The debate on whether event staff should be classified as independent contractors or employees has been going on for years. While there are great arguments for both sides, the truth is that it falls in a gray area, meeting requirements for both. Many states have cracked down hard, with bigger agencies and companies like Uber losing cases for hiring staff as independent contractors and being required to hire them as employees.

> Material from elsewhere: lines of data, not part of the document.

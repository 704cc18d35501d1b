use std::net::SocketAddr;

/// Application-level constants
pub const APP_NAME: &str = "Haulquote";
pub const APP_VERSION: &str = env!("CARGO_PKG_VERSION");

/// Default bind address for the API server.
pub const DEFAULT_BIND_ADDR: &str = "127.0.0.1:8787";

/// Default model used for both photo item detection and price estimation.
pub const DEFAULT_MODEL: &str = "gemini-2.0-flash";

/// Default tracing filter when RUST_LOG is not set.
pub fn default_log_filter() -> String {
    format!("{}=info,tower_http=info", env!("CARGO_PKG_NAME"))
}

/// Runtime settings, resolved once at startup from the environment.
///
/// Every external collaborator (model API, hosted database, geocoder,
/// postal lookup) is configured here and injected into the clients that
/// talk to it — no module-level singletons.
#[derive(Debug, Clone)]
pub struct Settings {
    /// Socket address the API server binds to.
    pub bind_addr: SocketAddr,
    /// Base URL of the hosted generative model API.
    pub model_api_base: String,
    /// API key for the model API.
    pub model_api_key: String,
    /// Vision-capable model used for photo item detection.
    pub vision_model: String,
    /// Text model used for rubric-based price estimation.
    pub pricing_model: String,
    /// Base URL of the hosted database's REST surface.
    pub db_base_url: String,
    /// API key for the hosted database.
    pub db_api_key: String,
    /// Base URL of the address geocoding search endpoint.
    pub geocoder_base: String,
    /// Base URL of the postal (ZIP) lookup endpoint.
    pub postal_base: String,
}

impl Settings {
    /// Resolve settings from environment variables, with development
    /// defaults for everything except the two API keys.
    pub fn from_env() -> Self {
        let bind_addr = env_or("HAULQUOTE_BIND", DEFAULT_BIND_ADDR)
            .parse()
            .unwrap_or_else(|_| DEFAULT_BIND_ADDR.parse().expect("default bind addr is valid"));

        Self {
            bind_addr,
            model_api_base: env_or(
                "HAULQUOTE_MODEL_API_BASE",
                "https://generativelanguage.googleapis.com",
            ),
            model_api_key: env_or("HAULQUOTE_MODEL_API_KEY", ""),
            vision_model: env_or("HAULQUOTE_VISION_MODEL", DEFAULT_MODEL),
            pricing_model: env_or("HAULQUOTE_PRICING_MODEL", DEFAULT_MODEL),
            db_base_url: env_or("HAULQUOTE_DB_URL", "http://localhost:54321"),
            db_api_key: env_or("HAULQUOTE_DB_API_KEY", ""),
            geocoder_base: env_or("HAULQUOTE_GEOCODER_BASE", "https://photon.komoot.io"),
            postal_base: env_or("HAULQUOTE_POSTAL_BASE", "https://api.zippopotam.us"),
        }
    }
}

fn env_or(key: &str, default: &str) -> String {
    std::env::var(key).unwrap_or_else(|_| default.to_string())
}

#[cfg(test)]
mod tests {
    use super::*;

    #[test]
    fn default_bind_addr_parses() {
        let addr: SocketAddr = DEFAULT_BIND_ADDR.parse().unwrap();
        assert_eq!(addr.port(), 8787);
    }

    #[test]
    fn app_name_is_haulquote() {
        assert_eq!(APP_NAME, "Haulquote");
    }

    #[test]
    fn log_filter_mentions_crate() {
        assert!(default_log_filter().contains("haulquote"));
    }

    #[test]
    fn settings_have_model_defaults() {
        let settings = Settings::from_env();
        assert!(!settings.vision_model.is_empty());
        assert!(!settings.pricing_model.is_empty());
        assert!(settings.model_api_base.starts_with("http"));
    }
}
pub mod client;
pub mod corrector;
pub mod detect;
pub mod normalize;
pub mod pricing;

pub use client::*;
pub use corrector::*;
pub use detect::*;
pub use normalize::*;
pub use pricing::*;

use thiserror::Error;

/// Errors from the photo-to-estimate pipeline.
///
/// Externally sourced payloads are untrusted: shape problems surface as
/// `SchemaMismatch`, distinct from transport (`Connection` / `HttpClient`)
/// and upstream API (`Api`) failures, so callers can tell them apart even
/// though the UI collapses them into one retriable state.
#[derive(Error, Debug)]
pub enum QuoteError {
    #[error("Model API is not reachable at {0}")]
    Connection(String),

    #[error("Model API returned error (status {status}): {body}")]
    Api { status: u16, body: String },

    #[error("HTTP client error: {0}")]
    HttpClient(String),

    #[error("Malformed model response: {0}")]
    JsonParsing(String),

    #[error("Model response missing required fields: {0}")]
    SchemaMismatch(String),

    #[error("Could not process image: {0}")]
    ImageProcessing(String),

    #[error("At least one item is required for a price estimate")]
    EmptyItemList,
}
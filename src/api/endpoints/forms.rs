//! Form submission endpoints.

use axum::extract::State;
use axum::http::StatusCode;
use axum::Json;
use serde_json::{json, Value};

use crate::api::error::ApiError;
use crate::api::types::ApiContext;
use crate::forms::{submit_booking, submit_contact, submit_provider_signup};
use crate::models::{BookingRequest, ContactMessage, ProviderSignup};

pub async fn booking(
    State(ctx): State<ApiContext>,
    Json(form): Json<BookingRequest>,
) -> Result<(StatusCode, Json<Value>), ApiError> {
    let persistence = ctx.persistence.clone();
    let id = tokio::task::spawn_blocking(move || submit_booking(persistence.as_ref(), &form))
        .await
        .map_err(|e| ApiError::Internal(e.to_string()))??;
    Ok((StatusCode::CREATED, Json(json!({ "id": id.to_string() }))))
}

pub async fn contact(
    State(ctx): State<ApiContext>,
    Json(form): Json<ContactMessage>,
) -> Result<(StatusCode, Json<Value>), ApiError> {
    let persistence = ctx.persistence.clone();
    let id = tokio::task::spawn_blocking(move || submit_contact(persistence.as_ref(), &form))
        .await
        .map_err(|e| ApiError::Internal(e.to_string()))??;
    Ok((StatusCode::CREATED, Json(json!({ "id": id.to_string() }))))
}

pub async fn provider_signup(
    State(ctx): State<ApiContext>,
    Json(form): Json<ProviderSignup>,
) -> Result<(StatusCode, Json<Value>), ApiError> {
    let persistence = ctx.persistence.clone();
    let id =
        tokio::task::spawn_blocking(move || submit_provider_signup(persistence.as_ref(), &form))
            .await
            .map_err(|e| ApiError::Internal(e.to_string()))??;
    Ok((StatusCode::CREATED, Json(json!({ "id": id.to_string() }))))
}
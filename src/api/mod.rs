//! Public HTTP surface: routes, shared state, and the API error shape.

pub mod endpoints;
pub mod error;
pub mod router;
pub mod types;

pub use error::ApiError;
pub use router::build_router;
pub use types::ApiContext;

This may seem like this is an issue that only affects event staffing agencies, but that’s wrong. Working with an agency that incorrectly classifies their brand ambassadors/event staff as independent contractors could lead to YOU as the client being deemed a co-employer. Here’s what that means:
- If you fail the Common Law test given by the IRS you are considered a co-employer
- If you exert a certain amount of control over event staffs’ job duties, hours worked, and/or overall management you are considered a co-employer
- As a co-employer you may be responsible for including event staff on your benefit plans and paying payroll taxes
- As a co-employer you may be responsible for paying back taxes, penalties, worker’s compensation and/or monetary equivalents of employment benefits for event staff
We aren’t attorneys so we can’t fully speak to the details and laws regarding this issue, but it is safe to say that utilizing event staff and brand ambassadors classified as independent contractors has become an increasingly large risk for companies. That’s why we’ve hired all event staff throughout the USA as employees since mid-2015. Whether you use an event staffing agency or hire staff direct for a 2-day trade show or year long mobile marketing tour, take care to understand the risks of how you or the agency is classifying the staff. A small cost savings now could cost thousands in the future (plus a big headache!).